Durante la discesa dai circa duemila metri di altitudine di Soddo vediamo il paesaggio inaridirsi e di nuovo molte “traditional houses”, sia tonde con il tetto di rami e paglia, sia squadrate con il tetto di lamiera.
Ogni tanto ci fermiamo lungo la strada per far salire o scendere qualcuno con il suo bagaglio: come sempre i carichi più pesanti sono portati dalle donne…..ormai non me ne stupisco più.
Avvicinandoci al lago Abaya tutto diventa nuovamente verde e incontriamo grandi coltivazioni di banane, ma non riesco a fotografare nulla, dall’autobus e’ quasi impossibile.
Arba Minch si trova a circa 1.400 metri di altitudine ed il clima e’ molto più caldo rispetto all’altopiano, ma la città e’ ricca d’acqua e si trova sulle sponde di due laghi, il Chamo e l’Abaya….quest’ultimo infestato dai coccodrilli.

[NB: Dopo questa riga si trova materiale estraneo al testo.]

impl GeminiPart {
    fn text(text: &str) -> Self {
        Self {
            text: Some(text.to_string()),
            ..Self::default()
        }
    }
}

#[derive(Debug, Serialize, Deserialize)]
#[serde(rename_all = "camelCase")]
struct GeminiBlob {
    mime_type: String,
    data: String,
}

#[derive(Debug, Serialize)]
#[serde(rename_all = "camelCase")]
struct GeminiGenerationConfig {
    #[serde(skip_serializing_if = "Option::is_none")]
    temperature: Option<f32>,
    #[serde(skip_serializing_if = "Option::is_none")]
    max_output_tokens: Option<u32>,
    #[serde(skip_serializing_if = "Option::is_none")]
    thinking_config: Option<GeminiThinkingConfig>,
}

#[derive(Debug, Serialize)]
#[serde(rename_all = "camelCase")]
struct GeminiThinkingConfig {
    include_thoughts: bool,
    #[serde(skip_serializing_if = "Option::is_none")]
    thinking_budget: Option<u32>,
}

#[derive(Debug, Deserialize)]
#[serde(rename_all = "camelCase")]
struct GeminiResponse {
    #[serde(default)]
    candidates: Vec<GeminiCandidate>,
    usage_metadata: Option<GeminiUsage>,
    prompt_feedback: Option<GeminiPromptFeedback>,
    error: Option<GeminiError>,
}

#[derive(Debug, Deserialize)]
#[serde(rename_all = "camelCase")]
struct GeminiCandidate {
    content: Option<GeminiContent>,
    finish_reason: Option<String>,
}

#[derive(Debug, Deserialize)]
#[serde(rename_all = "camelCase")]
struct GeminiUsage {
    #[serde(default)]
    prompt_token_count: u32,
    #[serde(default)]
    candidates_token_count: u32,
}

#[derive(Debug, Deserialize)]
#[serde(rename_all = "camelCase")]
struct GeminiPromptFeedback {
    block_reason: Option<String>,
}

#[derive(Debug, Deserialize)]
struct GeminiError {
    #[serde(default)]
    code: i64,
    message: String,
}

#[derive(Debug, Serialize)]
struct GeminiBatchEmbedRequest {
    requests: Vec<GeminiEmbedRequest>,
}

#[derive(Debug, Serialize)]
#[serde(rename_all = "camelCase")]
struct GeminiEmbedRequest {
    model: String,
    content: GeminiContent,
    #[serde(skip_serializing_if = "Option::is_none")]
    output_dimensionality: Option<u32>,
}

#[derive(Debug, Deserialize)]
struct GeminiBatchEmbedResponse {
    #[serde(default)]
    embeddings: Vec<GeminiEmbedding>,
}

#[derive(Debug, Deserialize)]
struct GeminiEmbedding {
    values: Vec<f32>,
}

#[derive(Debug, Serialize)]
struct GeminiVideoRequest<'a> {
    instances: Vec<GeminiVideoInstance<'a>>,
    parameters: GeminiVideoParameters<'a>,
}

#[derive(Debug, Serialize)]
#[serde(rename_all = "camelCase")]
struct GeminiVideoInstance<'a> {
    prompt: &'a str,
    #[serde(skip_serializing_if = "Option::is_none")]
    negative_prompt: Option<&'a str>,
}

#[derive(Debug, Serialize)]
#[serde(rename_all = "camelCase")]
struct GeminiVideoParameters<'a> {
    #[serde(skip_serializing_if = "Option::is_none")]
    aspect_ratio: Option<&'a str>,
    #[serde(skip_serializing_if = "Option::is_none")]
    duration_seconds: Option<u32>,
}

#[derive(Debug, Deserialize)]
struct GeminiOperation {
    name: String,
    #[serde(default)]
    done: bool,
    error: Option<GeminiError>,
    response: Option<GeminiOperationResponse>,
}

#[derive(Debug, Deserialize)]
#[serde(rename_all = "camelCase")]
struct GeminiOperationResponse {
    generate_video_response: Option<GeminiVideoResult>,
}

#[derive(Debug, Default, Deserialize)]
#[serde(rename_all = "camelCase")]
struct GeminiVideoResult {
    #[serde(default)]
    generated_samples: Vec<GeminiVideoSample>,
    #[serde(default)]
    rai_media_filtered_reasons: Vec<String>,
}

#[derive(Debug, Deserialize)]
struct GeminiVideoSample {
    video: Option<GeminiVideoFile>,
}

#[derive(Debug, Deserialize)]
struct GeminiVideoFile {
    uri: Option<String>,
}
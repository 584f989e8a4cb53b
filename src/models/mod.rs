pub mod anthropic;
pub mod capability_detection;
pub mod circuit_breaker;
pub mod gemini;
pub mod http;
pub mod media;
pub mod ollama;
pub mod openai;
pub mod operation;
pub mod provider;
pub mod rate_limiter;
pub mod registry;
pub mod selector;
pub mod streaming;
pub mod types;

pub use anthropic::AnthropicProvider;
pub use capability_detection::{ModelQuirks, QuirkTable, TokenLimitParam};
pub use circuit_breaker::{CircuitBreaker, CircuitBreakerConfig, CircuitState, CircuitStats};
pub use gemini::GeminiProvider;
pub use http::AdapterSettings;
pub use ollama::OllamaProvider;
pub use openai::OpenAIProvider;
pub use operation::{OperationHandle, OperationStatus, PollPolicy};
pub use provider::{
    ChatCapability, EmbeddingCapability, FragmentCallback, ImageGeneration, Provider, ProviderInfo,
    SpeechToText, TextToSpeech, VideoGeneration, VisionCapability,
};
pub use rate_limiter::{
    ActionCeilings, CeilingSource, QuotaCheck, QuotaEnforcer, QuotaSettings, QuotaStrategy, QuotaType,
    StaticCeilings, TierPolicy,
};
pub use registry::ProviderRegistry;
pub use selector::{ModelCatalog, ModelRanking, ModelSelector, ModelTag, PricingInfo, StaticCatalog};
pub use types::{
    BinaryPayload, CallOptions, Capability, ChatRequest, ChatResponse, EmbeddingRequest,
    EmbeddingResponse, HealthStatus, ImageRequest, MediaDescriptor, MediaResponse, Message,
    MessageRole, SpeechRequest, StreamFragment, TimeoutClass, TokenUsage, TranscriptionRequest,
    TranscriptionResponse, VideoRequest, VisionRequest,
};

Non riusciamo nemmeno ad avvicinarci al lago Abaya perché dopo il verificarsi di alcuni attacchi dei coccodrilli alle persone il governo ha fatto evacuare le case vicino alla riva e stanziato delle guardie armate che impediscono l’accesso alle sponde del lago.
La sera andiamo a dormire stanchissimi, Selamu e’ crollato sul letto con la televisione accesa: sì, non abbiamo l’acqua corrente, ma in camera c’e’ il televisore.
Spengo tutto, sciolgo la zanzariera di Selamu e me ne vado a nanna anche io.
Come al solito mi sveglio prima dell’alba e aggiorno il mio diario fino al nostro arrivo ad Arba Minch, finalmente sono in pari.